▶ TASK DESCRIPTION: The records are given next. Repeat each one exactly.

▶ DATA EXCERPTS:
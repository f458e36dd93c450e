use num_traits::ToPrimitive;
use std::fmt;

use super::{to_f64, Bounds};
use crate::data::{Hull, Point};

/// A terminal preview of a point set and its hull using Braille Unicode symbols.
///
/// Braille characters (U+2800 to U+28FF) encode 2×4 dot patterns, so every
/// character cell holds a 2-pixel-wide by 4-pixel-tall piece of the picture. The
/// drawing is scaled to fill the requested number of cells.
///
/// # Braille Dot Numbering
///
/// ```text
/// 1  4
/// 2  5
/// 3  6
/// 7  8
/// ```
///
/// # Examples
///
/// ```
/// use hullscan::algorithms::convex_hull;
/// use hullscan::data::Point;
/// use hullscan::render::BraillePrinter;
///
/// let pts = vec![Point::new([0, 0]), Point::new([10, 0]), Point::new([5, 8])];
/// let hull = convex_hull(&pts);
/// let preview = BraillePrinter::new(&pts, &hull).size(6, 2).to_string();
/// assert_eq!(preview.lines().count(), 2);
/// ```
#[derive(Debug, Clone)]
pub struct BraillePrinter<'a, T> {
  points: &'a [Point<T, 2>],
  hull: &'a Hull<T>,
  columns: usize,
  rows: usize,
}

// Bit of each dot, indexed by [row][column] inside a cell.
const DOTS: [[u32; 2]; 4] = [
  [0b0000_0001, 0b0000_1000],
  [0b0000_0010, 0b0001_0000],
  [0b0000_0100, 0b0010_0000],
  [0b0100_0000, 0b1000_0000],
];

impl<'a, T> BraillePrinter<'a, T>
where
  T: ToPrimitive,
{
  pub fn new(points: &'a [Point<T, 2>], hull: &'a Hull<T>) -> BraillePrinter<'a, T> {
    BraillePrinter {
      points,
      hull,
      columns: 40,
      rows: 12,
    }
  }

  /// Size of the preview in characters.
  #[must_use]
  pub fn size(mut self, columns: usize, rows: usize) -> Self {
    self.columns = columns;
    self.rows = rows;
    self
  }

  fn render(&self) -> String {
    let width = self.columns * 2;
    let height = self.rows * 4;
    if width == 0 || height == 0 {
      return String::new();
    }
    let bounds = Bounds::of(self.points.iter().chain(self.hull.iter()));
    let to_pixel = |pt: &Point<T, 2>| -> Option<(i32, i32)> {
      let [u, v] = bounds.normalize(to_f64(pt)?);
      let x = (u * (width - 1) as f64).round() as i32;
      let y = ((1.0 - v) * (height - 1) as f64).round() as i32;
      Some((x, y))
    };

    let mut grid = vec![vec![false; width]; height];
    let mut plot = |x: i32, y: i32| {
      if let (Ok(x), Ok(y)) = (usize::try_from(x), usize::try_from(y)) {
        if x < width && y < height {
          grid[y][x] = true;
        }
      }
    };

    for edge in self.hull.iter_edges() {
      if let (Some((x0, y0)), Some((x1, y1))) = (to_pixel(edge.src), to_pixel(edge.dst)) {
        bresenham_line(x0, y0, x1, y1, &mut plot);
      }
    }
    for (x, y) in self.points.iter().chain(self.hull.iter()).filter_map(to_pixel) {
      plot(x, y);
    }

    grid_to_braille(&grid)
  }
}

impl<'a, T> fmt::Display for BraillePrinter<'a, T>
where
  T: ToPrimitive,
{
  fn fmt(&self, f: &mut fmt::Formatter<'_>) -> fmt::Result {
    write!(f, "{}", self.render())
  }
}

fn grid_to_braille(grid: &[Vec<bool>]) -> String {
  let height = grid.len();
  let width = grid.first().map_or(0, Vec::len);
  let pixel = |x: usize, y: usize| grid.get(y).and_then(|row| row.get(x)).copied().unwrap_or(false);

  let mut result = String::new();
  for row in 0..height.div_ceil(4) {
    for col in 0..width.div_ceil(2) {
      let mut dots = 0;
      for (dy, bits) in DOTS.iter().enumerate() {
        for (dx, bit) in bits.iter().enumerate() {
          if pixel(col * 2 + dx, row * 4 + dy) {
            dots |= bit;
          }
        }
      }
      // U+2800 is the blank pattern.
      result.push(char::from_u32(0x2800 + dots).unwrap_or('?'));
    }
    result.push('\n');
  }
  result
}

/// Bresenham's line drawing algorithm.
///
/// Calls the provided closure for each point along the line from (x0, y0) to (x1, y1).
fn bresenham_line<F>(x0: i32, y0: i32, x1: i32, y1: i32, mut plot: F)
where
  F: FnMut(i32, i32),
{
  let dx = (x1 - x0).abs();
  let dy = -(y1 - y0).abs();
  let sx = if x0 < x1 { 1 } else { -1 };
  let sy = if y0 < y1 { 1 } else { -1 };
  let mut error = dx + dy;
  let (mut x, mut y) = (x0, y0);

  loop {
    plot(x, y);
    if x == x1 && y == y1 {
      break;
    }
    let e2 = 2 * error;
    if e2 >= dy {
      error += dy;
      x += sx;
    }
    if e2 <= dx {
      error += dx;
      y += sy;
    }
  }
}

▶ RESULT:
repository f458e36dd93c450e
use num_traits::ToPrimitive;
use std::fmt;

use super::{to_f64, Bounds};
use crate::data::{Hull, Point};

/// A terminal preview of a point set and its hull using Braille Unicode symbols.
///
/// Braille characters (U+2800 to U+28FF) encode 2×4 dot patterns, so every
/// character cell holds a 2-pixel-wide by 4-pixel-tall piece of the picture. The
/// drawing is scaled to fill the requested number of cells.
///
/// # Braille Dot Numbering
///
/// ```text
/// 1  4
/// 2  5
/// 3  6
/// 7  8
/// ```
///
/// # Examples
///
/// ```
/// use hullscan::algorithms::convex_hull;
/// use hullscan::data::Point;
/// use hullscan::render::BraillePrinter;
///
/// let pts = vec![Point::new([0, 0]), Point::new([10, 0]), Point::new([5, 8])];
/// let hull = convex_hull(&pts);
/// let preview = BraillePrinter::new(&pts, &hull).size(6, 2).to_string();
/// assert_eq!(preview.lines().count(), 2);
/// ```
#[derive(Debug, Clone)]
pub struct BraillePrinter<'a, T> {
  points: &'a [Point<T, 2>],
  hull: &'a Hull<T>,
  columns: usize,
  rows: usize,
}

// Bit of each dot, indexed by [row][column] inside a cell.
const DOTS: [[u32; 2]; 4] = [
  [0b0000_0001, 0b0000_1000],
  [0b0000_0010, 0b0001_0000],
  [0b0000_0100, 0b0010_0000],
  [0b0100_0000, 0b1000_0000],
];

impl<'a, T> BraillePrinter<'a, T>
where
  T: ToPrimitive,
{
  pub fn new(points: &'a [Point<T, 2>], hull: &'a Hull<T>) -> BraillePrinter<'a, T> {
    BraillePrinter {
      points,
      hull,
      columns: 40,
      rows: 12,
    }
  }

  /// Size of the preview in characters.
  #[must_use]
  pub fn size(mut self, columns: usize, rows: usize) -> Self {
    self.columns = columns;
    self.rows = rows;
    self
  }

  fn render(&self) -> String {
    let width = self.columns * 2;
    let height = self.rows * 4;
    if width == 0 || height == 0 {
      return String::new();
    }
    let bounds = Bounds::of(self.points.iter().chain(self.hull.iter()));
    let to_pixel = |pt: &Point<T, 2>| -> Option<(i32, i32)> {
      let [u, v] = bounds.normalize(to_f64(pt)?);
      let x = (u * (width - 1) as f64).round() as i32;
      let y = ((1.0 - v) * (height - 1) as f64).round() as i32;
      Some((x, y))
    };

    let mut grid = vec![vec![false; width]; height];
    let mut plot = |x: i32, y: i32| {
      if let (Ok(x), Ok(y)) = (usize::try_from(x), usize::try_from(y)) {
        if x < width && y < height {
          grid[y][x] = true;
        }
      }
    };

    for edge in self.hull.iter_edges() {
      if let (Some((x0, y0)), Some((x1, y1))) = (to_pixel(edge.src), to_pixel(edge.dst)) {
        bresenham_line(x0, y0, x1, y1, &mut plot);
      }
    }
    for (x, y) in self.points.iter().chain(self.hull.iter()).filter_map(to_pixel) {
      plot(x, y);
    }

    grid_to_braille(&grid)
  }
}

impl<'a, T> fmt::Display for BraillePrinter<'a, T>
where
  T: ToPrimitive,
{
  fn fmt(&self, f: &mut fmt::Formatter<'_>) -> fmt::Result {
    write!(f, "{}", self.render())
  }
}

fn grid_to_braille(grid: &[Vec<bool>]) -> String {
  let height = grid.len();
  let width = grid.first().map_or(0, Vec::len);
  let pixel = |x: usize, y: usize| grid.get(y).and_then(|row| row.get(x)).copied().unwrap_or(false);

  let mut result = String::new();
  for row in 0..height.div_ceil(4) {
    for col in 0..width.div_ceil(2) {
      let mut dots = 0;
      for (dy, bits) in DOTS.iter().enumerate() {
        for (dx, bit) in bits.iter().enumerate() {
          if pixel(col * 2 + dx, row * 4 + dy) {
            dots |= bit;
          }
        }
      }
      // U+2800 is the blank pattern.
      result.push(char::from_u32(0x2800 + dots).unwrap_or('?'));
    }
    result.push('\n');
  }
  result
}

/// Bresenham's line drawing algorithm.
///
/// Calls the provided closure for each point along the line from (x0, y0) to (x1, y1).
fn bresenham_line<F>(x0: i32, y0: i32, x1: i32, y1: i32, mut plot: F)
where
  F: FnMut(i32, i32),
{
  let dx = (x1 - x0).abs();
  let dy = -(y1 - y0).abs();
  let sx = if x0 < x1 { 1 } else { -1 };
  let sy = if y0 < y1 { 1 } else { -1 };
  let mut error = dx + dy;
  let (mut x, mut y) = (x0, y0);

  loop {
    plot(x, y);
    if x == x1 && y == y1 {
      break;
    }
    let e2 = 2 * error;
    if e2 >= dy {
      error += dy;
      x += sx;
    }
    if e2 <= dx {
      error += dx;
      y += sy;
    }
  }
}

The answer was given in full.